一家领先的基因检测公司证实,在一次凭证填充活动之后,威胁行为者访问了客户的个人资料信息。
总部位于旧金山的23andMe为数百万客户提供DNA测试、血统信息和个性化健康见解。
然而,上周,一个名为魔像(Golem)的威胁行为者在breakachforums上发布了一则广告,向在线买家提供原始数据简介、量身定制的种族群体、个性化数据集等更多内容。
他们在广告中解释说:“提供的是数百万人的DNA图谱,每组数据还附带相应的电子邮件地址。”

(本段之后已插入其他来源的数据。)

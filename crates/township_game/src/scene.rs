//! Sprite-backed scene for the placement tools.
//!
//! The core talks to a [`FrameScene`] while it ticks. Visual requests land
//! in the [`SceneMirror`] resource, and [`sync_instance_sprites`] turns the
//! accumulated changes into sprite entities afterwards. The ground is the
//! 2D world plane: world `(x, z)` is drawn at sprite `(x, y)`.

use std::collections::{BTreeMap, BTreeSet, HashMap};

use bevy::prelude::*;
use bevy::sprite::Anchor;
use township_core::catalog::PrefabKind;
use township_core::controller::ToolController;
use township_core::entity::EntityId;
use township_core::grid::{Cell, GridCoordinateSystem};
use township_core::scene::{EntityPicker, GroundProjector, InstanceId, Tint, VisualDelegate};

use crate::construction::Township;

/// Sprite pixels per world unit.
pub const PIXELS_PER_UNIT: f32 = 32.0;

const PATH_LAYER: f32 = -0.5;
const BUILDING_LAYER: f32 = 0.0;
const GHOST_LAYER: f32 = 0.5;

/// Sprite-space point of a world position.
#[must_use]
pub fn world_to_sprite(position: Vec3) -> Vec2 {
    Vec2::new(position.x, position.z) * PIXELS_PER_UNIT
}

/// Ground-plane world position of a sprite-space point.
#[must_use]
pub fn sprite_to_world(point: Vec2) -> Vec3 {
    Vec3::new(point.x / PIXELS_PER_UNIT, 0.0, point.y / PIXELS_PER_UNIT)
}

/// Sprite rotation for a world orientation.
///
/// A yaw about +Y turns +X towards -Z, which on the sprite plane is a
/// clockwise turn about +Z.
#[must_use]
pub fn sprite_rotation(rotation: Quat) -> Quat {
    let (yaw, _, _) = rotation.to_euler(EulerRot::YXZ);
    Quat::from_rotation_z(-yaw)
}

// ============================================================================
// Mirror
// ============================================================================

/// Last requested state of one instance.
#[derive(Debug, Clone, PartialEq)]
pub struct InstanceVisual {
    /// Catalog index.
    pub type_index: usize,
    /// World pivot.
    pub position: Vec3,
    /// World orientation.
    pub rotation: Quat,
    /// Drawn translucent.
    pub ghost: bool,
    /// Requested tint, `None` for authored colours.
    pub tint: Option<Tint>,
}

/// Everything the tools asked the renderer to show.
#[derive(Resource, Debug, Default)]
pub struct SceneMirror {
    next_instance: u64,
    instances: BTreeMap<InstanceId, InstanceVisual>,
    dirty: BTreeSet<InstanceId>,
    despawned: Vec<InstanceId>,
}

impl SceneMirror {
    /// Visual state of an instance.
    #[must_use]
    pub fn get(&self, instance: InstanceId) -> Option<&InstanceVisual> {
        self.instances.get(&instance)
    }

    /// Number of live instances.
    #[must_use]
    pub fn len(&self) -> usize {
        self.instances.len()
    }

    /// Whether no instance is live.
    #[must_use]
    pub fn is_empty(&self) -> bool {
        self.instances.is_empty()
    }

    /// Number of live ghost instances.
    #[must_use]
    pub fn ghosts(&self) -> usize {
        self.instances.values().filter(|visual| visual.ghost).count()
    }

    /// Take the instances changed and destroyed since the last call.
    pub fn take_changes(&mut self) -> (Vec<(InstanceId, InstanceVisual)>, Vec<InstanceId>) {
        let changed = std::mem::take(&mut self.dirty)
            .into_iter()
            .filter_map(|id| self.instances.get(&id).map(|visual| (id, visual.clone())))
            .collect();
        (changed, std::mem::take(&mut self.despawned))
    }

    fn touch(&mut self, instance: InstanceId, edit: impl FnOnce(&mut InstanceVisual)) {
        if let Some(visual) = self.instances.get_mut(&instance) {
            edit(visual);
            self.dirty.insert(instance);
        }
    }
}

// ============================================================================
// Frame scene
// ============================================================================

/// The scene handed to the core for one frame.
pub struct FrameScene<'a> {
    mirror: &'a mut SceneMirror,
    view: Option<(&'a Camera, &'a GlobalTransform)>,
    grid: GridCoordinateSystem,
    picks: HashMap<Cell, EntityId>,
}

impl<'a> FrameScene<'a> {
    /// Scene over `mirror`, projecting through `view` when a camera exists.
    pub fn new(mirror: &'a mut SceneMirror, view: Option<(&'a Camera, &'a GlobalTransform)>) -> Self {
        Self {
            mirror,
            view,
            grid: GridCoordinateSystem::default(),
            picks: HashMap::new(),
        }
    }

    /// Snapshot what can be picked. Buildings cover paths on shared cells.
    #[must_use]
    pub fn with_picking(mut self, controller: &ToolController) -> Self {
        self.grid = *controller.grid();
        self.picks.clear();
        let (buildings, paths): (Vec<_>, Vec<_>) =
            controller.entities().partition(|entity| entity.is_blocking());
        for entity in paths.into_iter().chain(buildings) {
            for cell in &entity.footprint {
                self.picks.insert(cell, entity.id);
            }
        }
        self
    }
}

impl GroundProjector for FrameScene<'_> {
    fn project_to_ground(&self, screen: Vec2) -> Option<Vec3> {
        let (camera, transform) = self.view?;
        camera
            .viewport_to_world_2d(transform, screen)
            .map(sprite_to_world)
    }
}

impl EntityPicker for FrameScene<'_> {
    fn pick_entity(&self, screen: Vec2) -> Option<EntityId> {
        let point = self.project_to_ground(screen)?;
        self.picks.get(&self.grid.cell_of(point)).copied()
    }
}

impl VisualDelegate for FrameScene<'_> {
    fn spawn_instance(
        &mut self,
        type_index: usize,
        position: Vec3,
        rotation: Quat,
        ghost: bool,
    ) -> InstanceId {
        self.mirror.next_instance += 1;
        let id = InstanceId(self.mirror.next_instance);
        self.mirror.instances.insert(
            id,
            InstanceVisual {
                type_index,
                position,
                rotation,
                ghost,
                tint: None,
            },
        );
        self.mirror.dirty.insert(id);
        id
    }

    fn set_transform(&mut self, instance: InstanceId, position: Vec3, rotation: Quat) {
        self.mirror.touch(instance, |visual| {
            visual.position = position;
            visual.rotation = rotation;
        });
    }

    fn set_tint(&mut self, instance: InstanceId, tint: Tint) {
        self.mirror.touch(instance, |visual| visual.tint = Some(tint));
    }

    fn restore_appearance(&mut self, instance: InstanceId) {
        self.mirror.touch(instance, |visual| {
            visual.ghost = false;
            visual.tint = None;
        });
    }

    fn despawn(&mut self, instance: InstanceId) {
        if self.mirror.instances.remove(&instance).is_some() {
            self.mirror.dirty.remove(&instance);
            self.mirror.despawned.push(instance);
        }
    }
}

// ============================================================================
// Sprites
// ============================================================================

/// Links a sprite to the instance it draws.
#[derive(Component, Debug, Clone, Copy, PartialEq, Eq)]
pub struct PlacementInstance {
    /// Instance handle given to the core.
    pub instance: InstanceId,
    /// Catalog index.
    pub type_index: usize,
}

/// Sprite entity per live instance.
#[derive(Resource, Debug, Default)]
pub struct InstanceMap {
    entities: HashMap<InstanceId, Entity>,
}

impl InstanceMap {
    /// Sprite entity drawing `instance`.
    #[must_use]
    pub fn entity(&self, instance: InstanceId) -> Option<Entity> {
        self.entities.get(&instance).copied()
    }

    /// Number of sprites.
    #[must_use]
    pub fn len(&self) -> usize {
        self.entities.len()
    }

    /// Whether no sprite exists.
    #[must_use]
    pub fn is_empty(&self) -> bool {
        self.entities.is_empty()
    }
}

/// Sprite colour for an instance.
#[must_use]
pub fn instance_color(base: [u8; 3], visual: &InstanceVisual) -> Color {
    match visual.tint {
        Some(Tint::Valid) => Color::srgba(0.0, 1.0, 0.0, 0.4),
        Some(Tint::Invalid) => Color::srgba(1.0, 0.0, 0.0, 0.4),
        Some(Tint::Highlight) => Color::srgba(1.0, 0.85, 0.2, 0.9),
        None => {
            let color = Color::srgb_u8(base[0], base[1], base[2]);
            if visual.ghost {
                color.with_alpha(0.5)
            } else {
                color
            }
        }
    }
}

/// Apply the mirror's changes to sprite entities.
pub fn sync_instance_sprites(
    mut commands: Commands,
    mut mirror: ResMut<SceneMirror>,
    mut instances: ResMut<InstanceMap>,
    township: Res<Township>,
    mut sprites: Query<(&mut Sprite, &mut Transform)>,
) {
    let (changed, despawned) = mirror.take_changes();

    for instance in despawned {
        if let Some(entity) = instances.entities.remove(&instance) {
            commands.entity(entity).despawn_recursive();
        }
    }

    for (instance, visual) in changed {
        let Some(prefab) = township.controller.catalog().get(visual.type_index) else {
            tracing::warn!(
                "No prefab {} for instance {:?}, not drawn",
                visual.type_index,
                instance
            );
            continue;
        };

        let layer = if visual.ghost {
            GHOST_LAYER
        } else if prefab.kind == PrefabKind::Path {
            PATH_LAYER
        } else {
            BUILDING_LAYER
        };
        let color = instance_color(prefab.color, &visual);
        let transform = Transform::from_translation(world_to_sprite(visual.position).extend(layer))
            .with_rotation(sprite_rotation(visual.rotation));

        if let Some(entity) = instances.entity(instance) {
            if let Ok((mut sprite, mut current)) = sprites.get_mut(entity) {
                sprite.color = color;
                *current = transform;
                continue;
            }
        }

        let entity = commands
            .spawn(SpriteBundle {
                sprite: Sprite {
                    color,
                    custom_size: Some(prefab.size * PIXELS_PER_UNIT),
                    anchor: Anchor::BottomLeft,
                    ..default()
                },
                transform,
                ..default()
            })
            .insert(PlacementInstance {
                instance,
                type_index: visual.type_index,
            })
            .id();
        instances.entities.insert(instance, entity);
    }
}

#[cfg(test)]
mod tests {
    use super::*;

    #[test]
    fn test_world_sprite_round_trip() {
        let world = Vec3::new(2.5, 0.0, -4.0);
        let sprite = world_to_sprite(world);
        assert_eq!(sprite, Vec2::new(80.0, -128.0));
        assert_eq!(sprite_to_world(sprite), world);
    }

    #[test]
    fn test_sprite_rotation_matches_world_yaw() {
        let world = Quat::from_rotation_y(90f32.to_radians());
        let local_x = world * Vec3::X;
        let sprite = sprite_rotation(world) * Vec3::X;

        // World +X turns to -Z, drawn as sprite -Y.
        assert!((sprite.x - local_x.x).abs() < 1e-5);
        assert!((sprite.y - local_x.z).abs() < 1e-5);
    }

    #[test]
    fn test_mirror_records_changes_once() {
        let mut mirror = SceneMirror::default();
        let id = {
            let mut scene = FrameScene::new(&mut mirror, None);
            let id = scene.spawn_instance(0, Vec3::ZERO, Quat::IDENTITY, true);
            scene.set_tint(id, Tint::Invalid);
            id
        };

        let (changed, despawned) = mirror.take_changes();
        assert_eq!(changed.len(), 1);
        assert_eq!(changed[0].1.tint, Some(Tint::Invalid));
        assert!(despawned.is_empty());

        let (changed, _) = mirror.take_changes();
        assert!(changed.is_empty());
        assert_eq!(mirror.ghosts(), 1);
        assert!(mirror.get(id).is_some());
    }

    #[test]
    fn test_despawn_drops_pending_change() {
        let mut mirror = SceneMirror::default();
        {
            let mut scene = FrameScene::new(&mut mirror, None);
            let id = scene.spawn_instance(1, Vec3::ZERO, Quat::IDENTITY, false);
            scene.despawn(id);
        }

        let (changed, despawned) = mirror.take_changes();
        assert!(changed.is_empty());
        assert_eq!(despawned.len(), 1);
        assert!(mirror.is_empty());
    }

    #[test]
    fn test_scene_without_camera_misses_ground() {
        let mut mirror = SceneMirror::default();
        let scene = FrameScene::new(&mut mirror, None);
        assert_eq!(scene.project_to_ground(Vec2::new(10.0, 10.0)), None);
        assert_eq!(scene.pick_entity(Vec2::new(10.0, 10.0)), None);
    }

    #[test]
    fn test_tint_colors() {
        let visual = InstanceVisual {
            type_index: 0,
            position: Vec3::ZERO,
            rotation: Quat::IDENTITY,
            ghost: true,
            tint: Some(Tint::Valid),
        };
        assert_eq!(instance_color([0, 0, 0], &visual), Color::srgba(0.0, 1.0, 0.0, 0.4));

        let restored = InstanceVisual {
            ghost: false,
            tint: None,
            ..visual
        };
        assert_eq!(instance_color([255, 0, 0], &restored), Color::srgb_u8(255, 0, 0));
    }
}
//! En-Shindan API Routes
//!
//! - /diagnosis - Diagnosis (縁診断)
//! - /getDiagnosis - Same handler under the earlier cloud function name

pub mod diagnosis;
pub mod swagger;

100个配置文件的价格从1000美元起,10万个配置文件的价格最高为10万美元。
23andMe的一份声明证实,数据泄露不是由于黑客侵入了公司自己的网络,而是由于其客户的密码管理不善,他们似乎没有使用该网站的多因素身份验证(MFA)选项。
该公司指出:“我们目前没有任何迹象表明我们的系统发生了数据安全事故。”
它表示:“相反,这项调查的初步结果表明,这些访问尝试中使用的登录凭证可能是由威胁行为者从涉及其他在线平台的事件中泄露的数据中收集的,这些事件涉及用户回收登录凭证。”
据信,黑客通过先前受损的凭证获得了一小部分初始帐户的访问权限,但随后能够从已注册DNA亲属功能的其他用户那里抓取数据。
泄露的数据包括全名、用户名、个人资料照片、性别、出生日期、地点和血统结果。